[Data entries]
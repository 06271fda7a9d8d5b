use super::*;

/// Tests deleting a whole conversation.
///
/// Expected: Ok with both directions removed and other chats untouched
#[tokio::test]
async fn deletes_both_directions() -> Result<(), DbErr> {
    let test = TestBuilder::new()
        .with_social_tables()
        .build()
        .await
        .unwrap();
    let db = test.db.as_ref().unwrap();

    let alice = factory::create_user(db).await?;
    let bob = factory::create_user(db).await?;
    let carol = factory::create_user(db).await?;

    factory::create_private_message(db, alice.id, bob.id).await?;
    factory::create_private_message(db, bob.id, alice.id).await?;
    factory::create_private_message(db, alice.id, carol.id).await?;

    let repo = PrivateMessageRepository::new(db);
    let removed = repo.delete_conversation(alice.id, bob.id).await?;

    assert_eq!(removed, 2);

    let (_, remaining) = repo
        .find_conversation_paginated(alice.id, carol.id, 0, 20)
        .await?;
    assert_eq!(remaining, 1);

    Ok(())
}

/// Tests collecting stored image paths before deleting a conversation.
///
/// Expected: Ok with only the image-bearing paths returned
#[tokio::test]
async fn takes_image_paths() -> Result<(), DbErr> {
    let test = TestBuilder::new()
        .with_social_tables()
        .build()
        .await
        .unwrap();
    let db = test.db.as_ref().unwrap();

    let alice = factory::create_user(db).await?;
    let bob = factory::create_user(db).await?;

    factory::create_private_message(db, alice.id, bob.id).await?;
    factory::private_message::PrivateMessageFactory::new(db, bob.id, alice.id)
        .image_url("dm/photo.png")
        .build()
        .await?;

    let repo = PrivateMessageRepository::new(db);
    let paths = repo.take_image_paths(alice.id, bob.id).await?;

    assert_eq!(paths, vec!["dm/photo.png".to_string()]);

    Ok(())
}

### WORK INSTRUCTION
Please set down exactly the lines running from the one with "carol.id, 0, 20)" to the last line of the entries above, both of them included, and no others.

### EXERCISE SOLUTION
        .find_conversation_paginated(alice.id, carol.id, 0, 20)
        .await?;
    assert_eq!(remaining, 1);

    Ok(())
}

/// Tests collecting stored image paths before deleting a conversation.
///
/// Expected: Ok with only the image-bearing paths returned
#[tokio::test]
async fn takes_image_paths() -> Result<(), DbErr> {
    let test = TestBuilder::new()
        .with_social_tables()
        .build()
        .await
        .unwrap();
    let db = test.db.as_ref().unwrap();

    let alice = factory::create_user(db).await?;
    let bob = factory::create_user(db).await?;

    factory::create_private_message(db, alice.id, bob.id).await?;
    factory::private_message::PrivateMessageFactory::new(db, bob.id, alice.id)
        .image_url("dm/photo.png")
        .build()
        .await?;

    let repo = PrivateMessageRepository::new(db);
    let paths = repo.take_image_paths(alice.id, bob.id).await?;

    assert_eq!(paths, vec!["dm/photo.png".to_string()]);

    Ok(())
}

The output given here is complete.